Горячая рука хватает меня за запястье, и тянет на кровать. Осторожно освобождаю свою руку.

— Потом. Ты спи, спи…

За окном сигналит машина. Вздрагиваю. Чего-то жду.

Снова протяжный гудок.

Поправляю одеяло ещё раз, встаю, выхожу из комнаты, тихо прикрыв дверь, и замираю в прихожей.

Сигнал машины.

Накидываю на плечи куртку, и выхожу к подъезду.

— Зачем приехал?

Опять мокрая волна застряла в районе носа.

— Прости. Прости мудака. Я просто устал.

— Я тоже. Зачем приехал?

Губы прижимаются к моим рукам. Исследуют каждый палец.

— Я так не могу, Лид. Тебе никого не жалко. Никого! Меня не жалко, себя… Ты только его жалеешь! Почему?

— Ты знаешь. Зачем в сотый раз?

— Чтоб поняла! Чтоб глаза открыла, дура! Ты же его не любишь, ты его жалеешь!

— Мы в ответе за тех, кого приручили.

— За тех, кого вовремя не послали нахуй! Синдром Экзюпери! Зачем тебе это?

— Он без меня не сможет…

— А я смогу, или ты об этом не думаешь? Сколько ещё это может продолжаться? Год? Два? Три?

— Ты считаешь?

— Считаю! Ну, убей меня теперь. Лид, я должен знать, есть ли у меня шанс…

Смотрю на кончики своих тапочек. Выскочила, идиотка, в чём была. А тут лужи…

— Шанс есть всегда. Только ты сам должен решить — нужно ли оно тебе?

Не поднимаю глаза. На тапочки смотрю.

— А что я тут, по-твоему, делаю? Ты мне нужна. Только ты. Понимаешь?

Ещё бы. Ещё бы я не понимала. Сколько раз я это слышала… «Нужна». Я всем нужна. Только для чего?

— Для чего?

— Чтоб дышать нормально. А не с аквалангом. Лид, я не знаю, сколько у меня осталось воздуха…

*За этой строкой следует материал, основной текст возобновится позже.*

use crate::color::{Channel, Color};

/// Name the channel that is furthest from the target and which way it is off.
///
/// Channels are checked red, green, blue and a later one only wins with a
/// strictly larger error. Returns an empty string once every channel matches.
pub fn hint_for(target: Color, current: Color) -> String {
    let error = current.error_from(target);

    let mut worst = Channel::Red;
    for channel in Channel::ALL {
        if error.get(channel).abs() > error.get(worst).abs() {
            worst = channel;
        }
    }

    match error.get(worst) {
        0 => String::new(),
        e if e < 0 => format!("Too much {worst}"),
        _ => format!("Too little {worst}"),
    }
}

#[cfg(test)]
mod tests {
    use super::*;

    #[test]
    fn too_little_red_from_black() {
        assert_eq!(hint_for(Color::new(255, 0, 0), Color::BLACK), "Too little red");
    }

    #[test]
    fn too_much_when_overshooting() {
        assert_eq!(
            hint_for(Color::new(10, 10, 10), Color::new(10, 10, 200)),
            "Too much blue"
        );
    }

    #[test]
    fn ties_resolve_in_channel_order() {
        assert_eq!(
            hint_for(Color::new(0, 50, 50), Color::new(0, 0, 100)),
            "Too little green"
        );
        assert_eq!(
            hint_for(Color::new(100, 100, 100), Color::new(0, 200, 100)),
            "Too little red"
        );
    }

    #[test]
    fn empty_when_matched() {
        let c = Color::new(1, 2, 3);
        assert_eq!(hint_for(c, c), "");
    }
}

Романтик. Какие слова, какие слова знаем… Помимо воли на лицо наползает скептическая улыбка. Мокрая волна оттолкнулась от носа, и пошла выше. Резко. Так, что слёзы выступили.

— А если сегодня воздух кончится? Что будешь делать? Умрёшь? Баллон в акваланге поменяешь?

— Не будь ты сукой, а? Ну, зачем ты?

А, в пизду тапки. Всё равно на помойку теперь. Делаю шаг в лужу, и утыкаюсь лицом в мокрое от дождя плечо.

— Прости… Ты же знаешь… Я не могу! Пока не могу! Повод… Повод нужен!.. Ну, как я вот так смогу? Два года жизни, понимаешь? Я… Я ж подыхала тогда! Сорок три кило живого весу! Речевой невроз! Овощ слюнявый! И никого рядом, ни-ко-го!